→ Source data:
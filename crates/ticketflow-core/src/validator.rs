//! Validation collaborator: post-execution health checks.

use std::collections::BTreeMap;

use async_trait::async_trait;
use thiserror::Error;
use tracing::debug;

use crate::domain::{ExecutionResult, Ticket, ValidationReport};

/// Errors raised by a validation collaborator.
///
/// Note: failing checks are NOT an error. A report with
/// `overall_status = failed` is a successful validation; this error means the
/// checks themselves could not be run.
#[derive(Error, Debug)]
pub enum ValidateError {
    #[error("validation could not be completed: {0}")]
    Inconclusive(String),
}

/// Validation collaborator interface.
#[async_trait]
pub trait Validator: Send + Sync {
    async fn validate(
        &self,
        ticket: &Ticket,
        execution: &ExecutionResult,
    ) -> Result<ValidationReport, ValidateError>;
}

/// Deterministic checklist validator.
///
/// Runs four independent checks and derives `overall_status` as their
/// conjunction. Each check inspects only the execution result, so the same
/// execution always yields the same report.
#[derive(Debug, Default)]
pub struct ChecklistValidator;

impl ChecklistValidator {
    pub fn new() -> Self {
        Self
    }

    /// Did the playbook leave the service running (no failed tasks)?
    fn check_service_status(execution: &ExecutionResult) -> bool {
        execution.tasks_failed == 0
    }

    /// Did the playbook itself report success?
    fn check_port_connectivity(execution: &ExecutionResult) -> bool {
        execution.status == "success"
    }

    /// Were all configuration tasks applied?
    fn check_configuration(execution: &ExecutionResult) -> bool {
        execution.tasks_completed > 0
    }

    /// Scan execution logs for failure markers.
    fn check_logs(execution: &ExecutionResult) -> bool {
        let logs = execution.logs.to_lowercase();
        !(logs.contains("error") || logs.contains("fatal") || logs.contains("traceback"))
    }
}

#[async_trait]
impl Validator for ChecklistValidator {
    async fn validate(
        &self,
        ticket: &Ticket,
        execution: &ExecutionResult,
    ) -> Result<ValidationReport, ValidateError> {
        let mut checks = BTreeMap::new();
        checks.insert(
            "service_status".to_string(),
            Self::check_service_status(execution),
        );
        checks.insert(
            "port_connectivity".to_string(),
            Self::check_port_connectivity(execution),
        );
        checks.insert(
            "configuration_valid".to_string(),
            Self::check_configuration(execution),
        );
        checks.insert("log_analysis".to_string(), Self::check_logs(execution));

        let report = ValidationReport::from_checks(ticket.ticket_id.to_string(), checks);
        debug!(
            ticket_id = %ticket.ticket_id,
            overall = %report.overall_status,
            failed = report.failed_checks.len(),
            "validation completed"
        );
        Ok(report)
    }
}

#[cfg(test)]
mod tests {
    use super::*;
    use crate::domain::ticket::tests::raw_ticket;
    use crate::domain::ValidationStatus;

    fn execution() -> ExecutionResult {
        ExecutionResult {
            status: "success".to_string(),
            playbook: "./playbooks/apache_install.yml".to_string(),
            target_host: "web-server-prod-01".to_string(),
            execution_time: "15min".to_string(),
            tasks_completed: 5,
            tasks_failed: 0,
            logs: "Playbook completed: 5 tasks ok, 0 failed".to_string(),
        }
    }

    #[tokio::test]
    async fn clean_execution_validates_successfully() {
        let ticket = Ticket::from_value(&raw_ticket("INC0012345")).unwrap();
        let report = ChecklistValidator::new()
            .validate(&ticket, &execution())
            .await
            .unwrap();

        assert_eq!(report.overall_status, ValidationStatus::Success);
        assert_eq!(report.checks.len(), 4);
        assert!(report.failed_checks.is_empty());
        assert_eq!(report.ticket_id, "INC0012345");
    }

    #[tokio::test]
    async fn failed_tasks_fail_validation_and_name_the_check() {
        let ticket = Ticket::from_value(&raw_ticket("INC0012345")).unwrap();
        let mut exec = execution();
        exec.tasks_failed = 2;

        let report = ChecklistValidator::new()
            .validate(&ticket, &exec)
            .await
            .unwrap();
        assert_eq!(report.overall_status, ValidationStatus::Failed);
        assert!(report
            .failed_checks
            .contains(&"service_status".to_string()));
    }

    #[tokio::test]
    async fn error_markers_in_logs_fail_log_analysis() {
        let ticket = Ticket::from_value(&raw_ticket("INC0012345")).unwrap();
        let mut exec = execution();
        exec.logs = "Task 3 ERROR: connection refused".to_string();

        let report = ChecklistValidator::new()
            .validate(&ticket, &exec)
            .await
            .unwrap();
        assert_eq!(report.overall_status, ValidationStatus::Failed);
        assert_eq!(report.failed_checks, vec!["log_analysis"]);
        assert!(report.recommendations.contains("log_analysis"));
    }

    #[tokio::test]
    async fn validation_is_deterministic() {
        let ticket = Ticket::from_value(&raw_ticket("INC0012345")).unwrap();
        let validator = ChecklistValidator::new();

        let first = validator.validate(&ticket, &execution()).await.unwrap();
        let second = validator.validate(&ticket, &execution()).await.unwrap();
        assert_eq!(first, second);
    }
}
//! Ticketflow Core Library
//!
//! The pipeline execution engine: stage sequencing, the per-stage state
//! contract, guarded persistence through the audit recorder, and the
//! centralized error-handling path. Collaborators (classifier, executor,
//! validator, updater) plug in behind narrow traits; defaults are provided
//! so the crate runs end-to-end out of the box.

pub mod classifier;
pub mod domain;
pub mod executor;
pub mod obs;
pub mod pipeline;
pub mod receiver;
pub mod recording;
pub mod service;
pub mod state;
pub mod telemetry;
pub mod updater;
pub mod validator;

pub use classifier::{Classifier, ClassifyError, RuleClassifier};
pub use domain::{
    ActionKind, ClassificationResult, ClassificationSource, CompletionStatus, ExecutionResult,
    MiddlewareType, PipelineError, RiskLevel, Stage, Ticket, TicketDigest, TicketError,
    UpdateResponse, ValidationReport, ValidationStatus,
};
pub use executor::{ExecuteError, Executor, PlaybookExecutor};
pub use pipeline::TicketPipeline;
pub use receiver::TicketReceiver;
pub use recording::AuditRecorder;
pub use service::{
    IncidentHistory, ServiceConfig, StatusView, SubmitReceipt, TicketService,
};
pub use state::PipelineState;
pub use telemetry::init_tracing;
pub use updater::{ServiceDeskUpdater, UpdateError, Updater};
pub use validator::{ChecklistValidator, ValidateError, Validator};

pub use incident_store::{
    AuditEntry, Incident, IncidentPatch, IncidentStatus, IncidentStore, IncidentSummary,
    NewIncident, Priority, StoreError, StoreResult, SurrealIncidentStore, TicketId,
};
//! Execution collaborator: runs the remediation playbook for a ticket.

use async_trait::async_trait;
use thiserror::Error;
use tracing::info;

use crate::domain::{ClassificationResult, ExecutionResult, Ticket};

/// Errors raised by an execution collaborator.
#[derive(Error, Debug)]
pub enum ExecuteError {
    /// The classification named a playbook this executor does not know.
    /// Rejected before any execution is attempted.
    #[error("no playbook registered for `{0}`")]
    UnknownPlaybook(String),

    /// The playbook started but did not complete.
    #[error("playbook execution failed: {0}")]
    ExecutionFailed(String),
}

/// Execution collaborator interface.
#[async_trait]
pub trait Executor: Send + Sync {
    async fn execute(
        &self,
        ticket: &Ticket,
        classification: &ClassificationResult,
    ) -> Result<ExecutionResult, ExecuteError>;
}

/// Playbooks this executor can run. Anything else is rejected up front.
const KNOWN_PLAYBOOKS: [&str; 4] = [
    "apache_install.yml",
    "apache_upgrade.yml",
    "tomcat_install.yml",
    "tomcat_upgrade.yml",
];

/// Simulated playbook executor.
///
/// Validates the playbook against the registered set, then produces a
/// deterministic execution result. Real automation is a collaborator concern;
/// swapping in a live runner only requires another [`Executor`] impl.
#[derive(Debug)]
pub struct PlaybookExecutor {
    playbook_root: String,
}

impl Default for PlaybookExecutor {
    fn default() -> Self {
        Self {
            playbook_root: "./playbooks".to_string(),
        }
    }
}

impl PlaybookExecutor {
    pub fn new() -> Self {
        Self::default()
    }

    pub fn with_playbook_root(root: impl Into<String>) -> Self {
        Self {
            playbook_root: root.into(),
        }
    }
}

#[async_trait]
impl Executor for PlaybookExecutor {
    async fn execute(
        &self,
        ticket: &Ticket,
        classification: &ClassificationResult,
    ) -> Result<ExecutionResult, ExecuteError> {
        let playbook = classification.playbook.as_str();
        if !KNOWN_PLAYBOOKS.contains(&playbook) {
            return Err(ExecuteError::UnknownPlaybook(playbook.to_string()));
        }

        let playbook_path = format!("{}/{}", self.playbook_root, playbook);
        info!(
            ticket_id = %ticket.ticket_id,
            playbook = %playbook_path,
            target = %ticket.ci_name,
            "executing playbook"
        );

        Ok(ExecutionResult {
            status: "success".to_string(),
            playbook: playbook_path,
            target_host: ticket.ci_name.clone(),
            execution_time: "15min".to_string(),
            tasks_completed: 5,
            tasks_failed: 0,
            logs: format!(
                "Playbook {} completed on {}: 5 tasks ok, 0 failed",
                playbook, ticket.ci_name
            ),
        })
    }
}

→ Requirement:
Taking the entries above, restate exactly those lines that fall between the line with "does not know." and the line with "a collaborator concern;", keeping both of those lines too.

→ Response to the task:
    /// The classification named a playbook this executor does not know.
    /// Rejected before any execution is attempted.
    #[error("no playbook registered for `{0}`")]
    UnknownPlaybook(String),

    /// The playbook started but did not complete.
    #[error("playbook execution failed: {0}")]
    ExecutionFailed(String),
}

/// Execution collaborator interface.
#[async_trait]
pub trait Executor: Send + Sync {
    async fn execute(
        &self,
        ticket: &Ticket,
        classification: &ClassificationResult,
    ) -> Result<ExecutionResult, ExecuteError>;
}

/// Playbooks this executor can run. Anything else is rejected up front.
const KNOWN_PLAYBOOKS: [&str; 4] = [
    "apache_install.yml",
    "apache_upgrade.yml",
    "tomcat_install.yml",
    "tomcat_upgrade.yml",
];

/// Simulated playbook executor.
///
/// Validates the playbook against the registered set, then produces a
/// deterministic execution result. Real automation is a collaborator concern;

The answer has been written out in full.